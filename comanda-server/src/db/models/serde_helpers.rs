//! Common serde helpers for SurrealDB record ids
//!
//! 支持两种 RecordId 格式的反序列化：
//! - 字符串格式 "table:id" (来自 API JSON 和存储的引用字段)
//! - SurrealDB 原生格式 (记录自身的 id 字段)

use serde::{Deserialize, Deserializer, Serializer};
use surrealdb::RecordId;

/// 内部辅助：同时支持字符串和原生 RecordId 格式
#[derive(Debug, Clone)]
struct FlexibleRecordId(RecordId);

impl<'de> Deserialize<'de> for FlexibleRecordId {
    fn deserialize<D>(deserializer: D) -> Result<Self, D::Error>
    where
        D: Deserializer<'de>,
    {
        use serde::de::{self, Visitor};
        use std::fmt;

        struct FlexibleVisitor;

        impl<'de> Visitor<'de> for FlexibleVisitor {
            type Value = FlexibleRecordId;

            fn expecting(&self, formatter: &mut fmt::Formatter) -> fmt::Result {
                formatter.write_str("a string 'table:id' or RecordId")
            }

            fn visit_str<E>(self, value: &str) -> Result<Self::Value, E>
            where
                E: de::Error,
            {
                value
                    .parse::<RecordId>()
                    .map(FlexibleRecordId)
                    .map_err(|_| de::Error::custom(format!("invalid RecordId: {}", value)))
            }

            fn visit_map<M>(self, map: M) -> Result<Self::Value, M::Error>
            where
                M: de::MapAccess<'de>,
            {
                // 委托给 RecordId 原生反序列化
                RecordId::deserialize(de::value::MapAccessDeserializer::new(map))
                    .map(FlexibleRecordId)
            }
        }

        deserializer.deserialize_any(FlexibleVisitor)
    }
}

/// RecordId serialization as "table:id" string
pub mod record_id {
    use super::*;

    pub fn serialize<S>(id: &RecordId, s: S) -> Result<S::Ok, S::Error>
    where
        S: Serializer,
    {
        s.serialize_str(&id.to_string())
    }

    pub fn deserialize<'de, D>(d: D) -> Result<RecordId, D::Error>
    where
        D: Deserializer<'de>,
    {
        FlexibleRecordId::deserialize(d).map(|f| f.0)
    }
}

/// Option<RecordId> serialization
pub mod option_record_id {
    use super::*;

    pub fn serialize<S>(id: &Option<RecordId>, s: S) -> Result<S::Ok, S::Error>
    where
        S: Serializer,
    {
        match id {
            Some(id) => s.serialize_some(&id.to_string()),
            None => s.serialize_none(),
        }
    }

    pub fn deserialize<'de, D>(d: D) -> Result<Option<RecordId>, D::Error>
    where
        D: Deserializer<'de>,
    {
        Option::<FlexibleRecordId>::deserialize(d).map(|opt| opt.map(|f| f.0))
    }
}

• • • • •

Please give the number of lines in the listing above where "impl" appears, and nothing else.

Response for this exercise ▸
2